▶ **Task requirements**: Scan the listing below. Return every line containing the string "Self".

▶ **Data records**:
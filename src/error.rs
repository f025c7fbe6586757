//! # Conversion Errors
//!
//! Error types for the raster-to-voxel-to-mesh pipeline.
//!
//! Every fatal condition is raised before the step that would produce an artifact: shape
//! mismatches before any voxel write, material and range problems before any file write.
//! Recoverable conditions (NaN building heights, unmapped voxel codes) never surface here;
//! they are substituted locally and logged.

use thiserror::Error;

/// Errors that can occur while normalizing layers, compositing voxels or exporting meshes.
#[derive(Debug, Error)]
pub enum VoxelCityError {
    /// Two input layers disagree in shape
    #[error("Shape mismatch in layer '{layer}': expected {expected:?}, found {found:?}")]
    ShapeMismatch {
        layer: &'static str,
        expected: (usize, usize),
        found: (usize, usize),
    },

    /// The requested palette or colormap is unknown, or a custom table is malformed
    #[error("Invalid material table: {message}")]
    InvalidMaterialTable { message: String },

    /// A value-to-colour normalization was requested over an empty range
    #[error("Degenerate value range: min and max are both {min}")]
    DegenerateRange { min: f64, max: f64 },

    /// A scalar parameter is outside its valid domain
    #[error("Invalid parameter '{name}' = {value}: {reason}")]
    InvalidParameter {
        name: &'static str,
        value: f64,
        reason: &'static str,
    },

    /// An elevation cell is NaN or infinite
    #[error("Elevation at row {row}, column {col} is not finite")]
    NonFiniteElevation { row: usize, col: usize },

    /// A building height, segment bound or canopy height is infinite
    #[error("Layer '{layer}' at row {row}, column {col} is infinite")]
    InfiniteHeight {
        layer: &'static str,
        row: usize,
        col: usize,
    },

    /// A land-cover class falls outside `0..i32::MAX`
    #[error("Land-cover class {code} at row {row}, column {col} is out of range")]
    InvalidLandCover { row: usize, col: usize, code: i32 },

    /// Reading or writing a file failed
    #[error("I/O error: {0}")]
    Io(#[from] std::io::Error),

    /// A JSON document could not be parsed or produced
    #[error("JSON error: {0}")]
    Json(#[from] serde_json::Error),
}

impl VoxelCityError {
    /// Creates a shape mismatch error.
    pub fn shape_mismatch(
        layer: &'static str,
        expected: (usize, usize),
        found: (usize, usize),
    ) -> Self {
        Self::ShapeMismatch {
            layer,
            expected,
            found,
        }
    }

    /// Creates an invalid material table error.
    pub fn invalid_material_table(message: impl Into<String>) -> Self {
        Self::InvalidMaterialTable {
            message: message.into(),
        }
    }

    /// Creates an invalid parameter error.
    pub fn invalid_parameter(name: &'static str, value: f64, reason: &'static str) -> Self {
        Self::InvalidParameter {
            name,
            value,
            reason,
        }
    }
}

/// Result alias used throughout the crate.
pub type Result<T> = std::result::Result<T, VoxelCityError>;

▶ **Reply to the task**:
    ) -> Self {
        Self::ShapeMismatch {
    pub fn invalid_material_table(message: impl Into<String>) -> Self {
        Self::InvalidMaterialTable {
    pub fn invalid_parameter(name: &'static str, value: f64, reason: &'static str) -> Self {
        Self::InvalidParameter {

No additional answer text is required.